Look through the listing below for the word "Register" and copy every line where it occurs.

+---+

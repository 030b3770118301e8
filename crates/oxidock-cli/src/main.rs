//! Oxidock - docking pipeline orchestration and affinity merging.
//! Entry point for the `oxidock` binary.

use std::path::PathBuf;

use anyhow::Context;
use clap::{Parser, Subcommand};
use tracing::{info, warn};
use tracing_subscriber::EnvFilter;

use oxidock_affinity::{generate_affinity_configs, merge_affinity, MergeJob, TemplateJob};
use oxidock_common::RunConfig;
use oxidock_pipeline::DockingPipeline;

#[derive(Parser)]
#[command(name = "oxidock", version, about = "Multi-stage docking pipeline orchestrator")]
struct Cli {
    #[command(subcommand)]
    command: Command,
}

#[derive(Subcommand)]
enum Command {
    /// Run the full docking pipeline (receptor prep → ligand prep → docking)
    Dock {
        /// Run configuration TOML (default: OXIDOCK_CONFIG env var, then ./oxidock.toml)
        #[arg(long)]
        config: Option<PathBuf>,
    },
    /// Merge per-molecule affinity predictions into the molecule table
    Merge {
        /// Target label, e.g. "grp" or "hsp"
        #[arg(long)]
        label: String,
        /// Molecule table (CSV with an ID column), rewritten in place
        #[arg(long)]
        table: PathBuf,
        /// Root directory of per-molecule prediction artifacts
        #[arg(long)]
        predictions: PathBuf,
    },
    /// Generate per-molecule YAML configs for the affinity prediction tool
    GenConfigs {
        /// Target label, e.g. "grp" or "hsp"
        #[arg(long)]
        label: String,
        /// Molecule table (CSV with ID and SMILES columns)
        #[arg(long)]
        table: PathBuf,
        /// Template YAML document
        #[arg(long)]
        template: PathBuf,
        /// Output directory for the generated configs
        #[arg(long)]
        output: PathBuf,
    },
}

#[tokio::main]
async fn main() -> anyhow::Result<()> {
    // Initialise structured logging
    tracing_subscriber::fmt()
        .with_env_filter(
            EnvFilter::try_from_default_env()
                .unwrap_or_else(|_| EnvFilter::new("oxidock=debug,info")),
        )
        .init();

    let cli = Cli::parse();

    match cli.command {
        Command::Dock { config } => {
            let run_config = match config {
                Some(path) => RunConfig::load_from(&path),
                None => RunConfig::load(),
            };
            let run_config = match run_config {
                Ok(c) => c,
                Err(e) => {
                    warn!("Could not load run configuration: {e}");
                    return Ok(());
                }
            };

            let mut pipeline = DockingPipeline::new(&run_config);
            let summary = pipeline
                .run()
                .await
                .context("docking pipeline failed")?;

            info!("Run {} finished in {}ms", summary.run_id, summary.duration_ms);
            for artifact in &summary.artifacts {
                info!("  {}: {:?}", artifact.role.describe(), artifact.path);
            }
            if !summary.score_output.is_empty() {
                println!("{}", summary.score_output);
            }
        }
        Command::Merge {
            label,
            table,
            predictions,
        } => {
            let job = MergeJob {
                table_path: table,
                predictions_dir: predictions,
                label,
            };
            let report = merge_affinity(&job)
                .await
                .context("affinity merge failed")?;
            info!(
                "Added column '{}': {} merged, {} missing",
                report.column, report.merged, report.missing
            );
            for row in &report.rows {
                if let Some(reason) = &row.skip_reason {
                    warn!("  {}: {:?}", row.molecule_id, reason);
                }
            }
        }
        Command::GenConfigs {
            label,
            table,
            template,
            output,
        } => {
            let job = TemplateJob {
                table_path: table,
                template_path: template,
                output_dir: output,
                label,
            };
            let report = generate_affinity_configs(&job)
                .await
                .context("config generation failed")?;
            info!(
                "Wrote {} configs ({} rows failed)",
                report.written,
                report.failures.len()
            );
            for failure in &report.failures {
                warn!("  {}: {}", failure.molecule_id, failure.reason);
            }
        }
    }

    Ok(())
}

+---+

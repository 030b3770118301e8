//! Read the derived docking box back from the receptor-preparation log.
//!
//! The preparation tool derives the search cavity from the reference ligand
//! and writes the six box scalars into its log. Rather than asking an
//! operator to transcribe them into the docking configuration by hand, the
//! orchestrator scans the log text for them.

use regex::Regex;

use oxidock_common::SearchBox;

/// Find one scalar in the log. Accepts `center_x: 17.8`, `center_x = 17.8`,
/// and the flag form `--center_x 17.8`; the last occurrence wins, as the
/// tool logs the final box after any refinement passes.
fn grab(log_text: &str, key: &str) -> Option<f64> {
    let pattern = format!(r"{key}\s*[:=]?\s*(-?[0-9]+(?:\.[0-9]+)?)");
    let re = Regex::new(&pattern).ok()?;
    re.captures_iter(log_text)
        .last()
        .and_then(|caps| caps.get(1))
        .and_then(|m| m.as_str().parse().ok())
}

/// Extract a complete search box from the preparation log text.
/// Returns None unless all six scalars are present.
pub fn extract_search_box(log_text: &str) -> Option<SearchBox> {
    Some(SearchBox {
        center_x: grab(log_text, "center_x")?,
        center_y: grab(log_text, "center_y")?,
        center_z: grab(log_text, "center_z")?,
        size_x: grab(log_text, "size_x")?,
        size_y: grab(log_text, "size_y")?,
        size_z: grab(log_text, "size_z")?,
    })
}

+---+

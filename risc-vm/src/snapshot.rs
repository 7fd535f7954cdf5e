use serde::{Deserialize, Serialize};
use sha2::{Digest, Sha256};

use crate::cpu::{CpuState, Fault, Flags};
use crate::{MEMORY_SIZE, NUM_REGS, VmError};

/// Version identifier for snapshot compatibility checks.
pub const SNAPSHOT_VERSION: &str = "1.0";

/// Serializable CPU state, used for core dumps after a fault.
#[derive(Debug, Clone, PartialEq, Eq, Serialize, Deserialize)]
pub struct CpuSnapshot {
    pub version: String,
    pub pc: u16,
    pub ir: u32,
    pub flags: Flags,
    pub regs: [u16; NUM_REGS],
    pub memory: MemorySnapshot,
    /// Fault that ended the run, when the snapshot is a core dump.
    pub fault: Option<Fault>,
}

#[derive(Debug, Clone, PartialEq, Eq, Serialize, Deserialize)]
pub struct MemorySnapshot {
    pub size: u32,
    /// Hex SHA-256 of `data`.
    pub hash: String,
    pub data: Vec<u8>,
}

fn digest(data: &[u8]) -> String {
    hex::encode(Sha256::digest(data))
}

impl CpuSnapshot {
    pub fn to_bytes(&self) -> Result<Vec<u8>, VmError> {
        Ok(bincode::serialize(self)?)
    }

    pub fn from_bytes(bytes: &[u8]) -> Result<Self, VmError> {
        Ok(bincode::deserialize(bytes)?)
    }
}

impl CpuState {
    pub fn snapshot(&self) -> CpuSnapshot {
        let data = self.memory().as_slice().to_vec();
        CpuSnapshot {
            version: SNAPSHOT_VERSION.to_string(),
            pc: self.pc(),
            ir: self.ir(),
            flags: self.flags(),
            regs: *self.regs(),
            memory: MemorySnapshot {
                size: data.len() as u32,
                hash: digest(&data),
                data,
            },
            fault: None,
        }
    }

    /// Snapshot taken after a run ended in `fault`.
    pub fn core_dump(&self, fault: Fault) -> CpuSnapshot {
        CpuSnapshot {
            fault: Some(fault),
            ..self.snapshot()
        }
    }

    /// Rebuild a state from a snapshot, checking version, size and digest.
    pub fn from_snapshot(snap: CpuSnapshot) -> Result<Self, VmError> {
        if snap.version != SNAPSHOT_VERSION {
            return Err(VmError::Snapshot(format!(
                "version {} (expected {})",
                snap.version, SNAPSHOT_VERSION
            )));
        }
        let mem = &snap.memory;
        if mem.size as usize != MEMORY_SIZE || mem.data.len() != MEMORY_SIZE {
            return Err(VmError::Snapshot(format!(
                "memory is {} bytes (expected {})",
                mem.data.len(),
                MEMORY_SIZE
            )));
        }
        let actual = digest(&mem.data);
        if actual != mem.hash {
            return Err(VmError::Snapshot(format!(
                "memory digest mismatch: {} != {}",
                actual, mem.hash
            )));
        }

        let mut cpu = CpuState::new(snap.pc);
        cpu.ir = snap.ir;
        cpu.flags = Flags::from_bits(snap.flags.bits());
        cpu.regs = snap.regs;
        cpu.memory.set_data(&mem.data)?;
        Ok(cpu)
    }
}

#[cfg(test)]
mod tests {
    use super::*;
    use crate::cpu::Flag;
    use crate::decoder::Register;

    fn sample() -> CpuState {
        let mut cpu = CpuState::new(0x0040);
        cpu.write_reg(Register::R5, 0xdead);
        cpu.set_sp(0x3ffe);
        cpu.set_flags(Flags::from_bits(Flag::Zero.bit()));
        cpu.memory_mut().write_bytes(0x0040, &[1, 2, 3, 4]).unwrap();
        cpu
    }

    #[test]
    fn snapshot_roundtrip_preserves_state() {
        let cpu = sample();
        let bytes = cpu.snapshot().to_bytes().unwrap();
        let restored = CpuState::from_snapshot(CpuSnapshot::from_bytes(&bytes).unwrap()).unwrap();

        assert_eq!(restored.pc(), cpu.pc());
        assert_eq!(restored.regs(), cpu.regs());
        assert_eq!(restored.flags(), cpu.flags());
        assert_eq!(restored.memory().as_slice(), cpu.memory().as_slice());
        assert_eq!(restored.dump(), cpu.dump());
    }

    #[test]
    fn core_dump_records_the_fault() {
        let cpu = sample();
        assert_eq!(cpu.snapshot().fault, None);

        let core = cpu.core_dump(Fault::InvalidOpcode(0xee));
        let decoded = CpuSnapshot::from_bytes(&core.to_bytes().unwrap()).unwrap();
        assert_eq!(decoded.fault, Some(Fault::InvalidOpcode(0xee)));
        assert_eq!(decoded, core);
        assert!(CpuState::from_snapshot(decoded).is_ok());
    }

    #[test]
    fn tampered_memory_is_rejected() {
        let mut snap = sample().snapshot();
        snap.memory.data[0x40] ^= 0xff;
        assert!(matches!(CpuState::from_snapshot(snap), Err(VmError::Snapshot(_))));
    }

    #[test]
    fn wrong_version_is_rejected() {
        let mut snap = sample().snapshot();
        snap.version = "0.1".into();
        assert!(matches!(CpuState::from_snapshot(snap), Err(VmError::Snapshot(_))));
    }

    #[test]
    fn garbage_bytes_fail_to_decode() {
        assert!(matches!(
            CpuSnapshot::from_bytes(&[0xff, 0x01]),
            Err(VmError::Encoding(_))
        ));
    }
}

+---+

**Result of this exercise**.
    use crate::decoder::Register;
        cpu.write_reg(Register::R5, 0xdead);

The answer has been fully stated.